Я всем телом навалилась на дверь, пытаясь ее закрыть, но ветер неизменно оказывался сильнее. Руки мои закоченели от холода. Казалось, ветер, воющий снаружи, воплотился в некоего злого духа, который неукротимо рвется в дом. И тут ветер вдруг стих, опал, и дверь с грохотом захлопнулась. Словно дух наконец добился своего, проник в дом и закрыл за собой дверь.

Я вернулась в бадстову и подлила масла в лампы. Бьёрн был сердит на меня: Инга в тягости, а я напустила холода в дом.

Снежная буря обрушилась на наш хутор вскоре после обеда и бушевала три дня. На второй день у Инги начались роды.

Слишком рано.

Поздно ночью, под завывания ветра, швырявшегося снегом и льдом, Инга почувствовала сильные схватки. Думаю, она опасалась, что и этот ребенок появится на свет раньше срока.

Когда Бьёрн осознал, что жена вот-вот разродится, он послал работника по имени Йоун на хутор своего брата – за невесткой и ее служанкой. Мой приемный отец велел Йоуну рассказать женщинам, что происходит с Ингой, пусть если сами не смогут отправиться с ним, то хотя бы посоветуют, что делать.

Йоун возражал: метель, дескать, чересчур сильная, и вряд ли у него выйдет исполнить такое поручение; но Бьёрн был человек настойчивый. А потому Йоун закутался потеплее и вышел наружу, но очень скоро вернулся, весь покрытый снегом и льдом, и сказал моему приемному отцу, что на два шага впереди ничего не видать и что в этакую непогоду он околел бы, не дойдя и до амбара. Бьёрн, однако, заставил его сделать вторую попытку, а когда Йоун вернулся, полуживой от холода, и рассказал, что едва мог устоять на ногах против ветра и сумел пройти не больше шести шагов – мой приемный отец сгреб его за ворот куртки и вытолкал наружу. Наверное, именно тогда, распахнув дверь, он своими глазами увидал, что творится снаружи, потому что, когда Йоун через пару минут ввалился в дом, трясясь от холода и злости, Бьёрн ничего не сказал, но позволил Йоуну раздеться и забраться в кровать, чтобы прийти в себя.

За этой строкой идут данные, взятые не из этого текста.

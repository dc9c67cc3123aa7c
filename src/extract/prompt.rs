//! Second-factor option discovery from the provider's prompt page.
//!
//! The prompt page lists devices in a `<select name="device">` element and
//! describes each device in a `<fieldset data-device-index="...">` holding one
//! `factor` input per available method.

use std::collections::HashMap;
use std::sync::LazyLock;

use regex::Regex;
use tracing::debug;

use super::compile_static_regex;
use crate::challenge::{FactorKind, SecondFactorOption};

static DEVICE_SELECT_RE: LazyLock<Regex> = LazyLock::new(|| {
    compile_static_regex(
        r#"(?is)<select\b[^>]*\bname\s*=\s*["']device["'][^>]*>(.*?)</select\s*>"#,
    )
});
static OPTION_RE: LazyLock<Regex> =
    LazyLock::new(|| compile_static_regex(r"(?is)<option\b([^>]*)>(.*?)</option\s*>"));
static FIELDSET_RE: LazyLock<Regex> =
    LazyLock::new(|| compile_static_regex(r"(?is)<fieldset\b([^>]*)>(.*?)</fieldset\s*>"));
static INPUT_TAG_RE: LazyLock<Regex> =
    LazyLock::new(|| compile_static_regex(r"(?is)<input\b([^>]*)>"));
static ATTR_RE: LazyLock<Regex> = LazyLock::new(|| {
    compile_static_regex(r#"([a-zA-Z_:][-a-zA-Z0-9_:.]*)\s*=\s*(?:"([^"]*)"|'([^']*)')"#)
});
static TAG_RE: LazyLock<Regex> = LazyLock::new(|| compile_static_regex(r"(?s)<[^>]*>"));

/// Parses every (device, factor) pair from a prompt page, in document order.
///
/// A device whose fieldset announces SMS capability also gets one synthetic
/// [`FactorKind::Sms`] option. Devices without a fieldset contribute nothing.
#[must_use]
pub fn parse_prompt_options(html: &str) -> Vec<SecondFactorOption> {
    let Some(select) = DEVICE_SELECT_RE
        .captures(html)
        .and_then(|caps| caps.get(1))
    else {
        debug!("prompt page has no device selector");
        return Vec::new();
    };

    let fieldsets: Vec<(String, &str)> = FIELDSET_RE
        .captures_iter(html)
        .filter_map(|caps| {
            let attrs = parse_attributes(caps.get(1)?.as_str());
            let index = attrs.get("data-device-index")?.clone();
            Some((index, caps.get(2)?.as_str()))
        })
        .collect();

    let mut options = Vec::new();
    for device in OPTION_RE.captures_iter(select.as_str()) {
        let attrs = parse_attributes(device.get(1).map_or("", |m| m.as_str()));
        let Some(device_id) = attrs.get("value").filter(|id| !id.is_empty()) else {
            continue;
        };
        let label = text_content(device.get(2).map_or("", |m| m.as_str()));

        let Some((_, body)) = fieldsets.iter().find(|(index, _)| index == device_id) else {
            debug!(device = %device_id, "device has no fieldset; skipping");
            continue;
        };

        options.extend(device_options(device_id, &label, body));
    }

    debug!(count = options.len(), "parsed second-factor options");
    options
}

fn device_options(device_id: &str, label: &str, fieldset: &str) -> Vec<SecondFactorOption> {
    let inputs: Vec<HashMap<String, String>> = INPUT_TAG_RE
        .captures_iter(fieldset)
        .filter_map(|caps| caps.get(1).map(|m| parse_attributes(m.as_str())))
        .collect();
    let input_value = |name: &str| {
        inputs
            .iter()
            .find(|attrs| attrs.get("name").is_some_and(|n| n == name))
            .and_then(|attrs| attrs.get("value"))
            .filter(|value| !value.is_empty())
    };

    let next_passcode = input_value("next-passcode");
    let sms_capable = input_value("phone-smsable").is_some_and(|value| value == "true");

    let mut options: Vec<SecondFactorOption> = inputs
        .iter()
        .filter(|attrs| attrs.get("name").is_some_and(|n| n == "factor"))
        .filter_map(|attrs| attrs.get("value"))
        .map(|value| {
            let factor = FactorKind::from_form_value(value);
            let mut description = format!("{label}: {value}");
            if factor == FactorKind::Passcode
                && let Some(hint) = next_passcode
            {
                description.push_str(&format!(" (next SMS passcode starts with {hint})"));
            }
            SecondFactorOption {
                device_id: device_id.to_string(),
                factor,
                description,
            }
        })
        .collect();

    if sms_capable {
        options.push(SecondFactorOption {
            device_id: device_id.to_string(),
            factor: FactorKind::Sms,
            description: format!("{label}: {}", FactorKind::Sms),
        });
    }

    options
}

fn parse_attributes(tag: &str) -> HashMap<String, String> {
    ATTR_RE
        .captures_iter(tag)
        .filter_map(|attr| {
            let key = attr.get(1)?.as_str().to_ascii_lowercase();
            let value = attr.get(2).or_else(|| attr.get(3))?.as_str();
            Some((key, html_unescape_basic(value)))
        })
        .collect()
}

fn text_content(fragment: &str) -> String {
    let stripped = TAG_RE.replace_all(fragment, " ");
    html_unescape_basic(&stripped)
        .split_whitespace()
        .collect::<Vec<_>>()
        .join(" ")
}

fn html_unescape_basic(value: &str) -> String {
    value
        .replace("&quot;", "\"")
        .replace("&#39;", "'")
        .replace("&lt;", "<")
        .replace("&gt;", ">")
        .replace("&nbsp;", "\u{00a0}")
        .replace("&amp;", "&")
}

Я уверена, что Бьёрн тогда и сам испугался не на шутку.

Все это время Инга так и лежала в постели, а теперь начала стонать от боли. Она побелела, как мел, ее безостановочно бил озноб, отчего она вся обливалась потом. Бьёрн перенес ее из бадстовы в комнату на чердаке – тогда в этом доме был чердак, – чтобы она могла побыть в тишине и покое, но, когда он поднял Ингу на руки, ее сорочка и постель оказались мокрыми насквозь, и я вскрикнула от изумления. Подумала, что Инга обмочилась.

– Бьёрн, не трогай ее с места! – крикнула я, но Бьёрн меня не послушал и потащил мою приемную мать на чердак, попросив меня вскипятить воды и принести сукна. Я исполнила его просьбу, взяв сукно, которое сама же недавно и соткала. И спросила, можно ли мне увидеть маму, но Бьёрн велел, чтобы я ушла и присмотрела за Кьяртаном, – а потому я вернулась в бадстову.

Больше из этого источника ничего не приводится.